Management consultant Roger Moore has been a regular ‘lifesaver’ blood-donor for 10 years and is on the Bone Marrow register—but now needs a life-saver himself after being diagnosed with leukaemia.

The chances of finding a bone marrow match in the Black community, however, are slim.

So the 36-year-old who lives at the Royal Docks in east London has started a campaign for ‘hero donors’ to help those like himself who needed a stem cell transplant.

Roger was diagnosed with Acute Myeloid Leukaemia on July 3, an aggressive life-threatening blood cancer, after being sent by doctors at Newham Hospital’s A&E to specialists at Bart’s London Clinic.

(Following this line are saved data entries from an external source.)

use serde::{Deserialize, Serialize};

const LATITUDE_DISTANCE: f64 = 110_540.0;
const LONGITUDE_DISTANCE: f64 = 111_320.0;

/// A WGS84 coordinate.
#[derive(Debug, Clone, Copy, Default, PartialEq, Serialize, Deserialize)]
pub struct Coordinate {
    pub latitude: f64,
    pub longitude: f64,
}

impl Coordinate {
    pub const fn new(latitude: f64, longitude: f64) -> Self {
        Self {
            latitude,
            longitude,
        }
    }

    /// Beeline distance in meters, using an equirectangular approximation.
    /// Good enough for footpath ranges, not for continental distances.
    pub fn distance_to(&self, other: &Coordinate) -> f64 {
        let mean_latitude = (self.latitude + other.latitude) / 2.0;
        let dx = (self.longitude - other.longitude)
            * LONGITUDE_DISTANCE
            * mean_latitude.to_radians().cos();
        let dy = (self.latitude - other.latitude) * LATITUDE_DISTANCE;
        (dx * dx + dy * dy).sqrt()
    }
}

#[cfg(test)]
mod tests {
    use super::*;

    #[test]
    fn distance_to_self_is_zero() {
        let coordinate = Coordinate::new(47.3769, 8.5417);
        assert_eq!(coordinate.distance_to(&coordinate), 0.0);
    }

    #[test]
    fn distance_is_symmetric() {
        let a = Coordinate::new(47.3769, 8.5417);
        let b = Coordinate::new(47.3780, 8.5400);
        assert!((a.distance_to(&b) - b.distance_to(&a)).abs() < 1e-9);
    }

    #[test]
    fn one_latitude_degree_is_about_110km() {
        let a = Coordinate::new(0.0, 0.0);
        let b = Coordinate::new(1.0, 0.0);
        let distance = a.distance_to(&b);
        assert!((distance - 110_540.0).abs() < 1_000.0);
    }
}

“My diagnosis has a bitter irony,” Roger revealed. “Doctors told me that they had found a perfect match – only to realise it was me they found on the register.

“The odds of finding a Black donor match are around one-in-100,000, but there are only 800,000 on the register from all ethnic groups in total.”

Roger’s parents are from Barbados. A genetically-matched donor offers the best chance of survival. But very few Black donors have signed up.

“I didn’t expect leukaemia—that was a bit of a shock,” he recalls.

“It hit my family much harder than me. My parents are facing the prospect of me dying before they do.”

Roger is occupying himself launching his ‘Be The Hero’ campaign to find more donors while this week undergoing his third chemotherapy treatment at Bart’s—undertaking media interviews from his hospital bed.

“Doctors haven’t given me ‘an expiry date’,” he tells you wryly. “But I have Type 5 leukaemia which means there’s no long-term existence without a donor, perhaps two to five years.

“I am trying to take all steps I can to avoid that happening.”

His sister Rhiannon, 30, was tested, but disappointingly didn’t make a match—nor did his parents Leroy, 65, and Celeste, 60.

Roger travelled the world as a top management consultant who had everything to live for.

All he needs now is the stem cell match to save his life.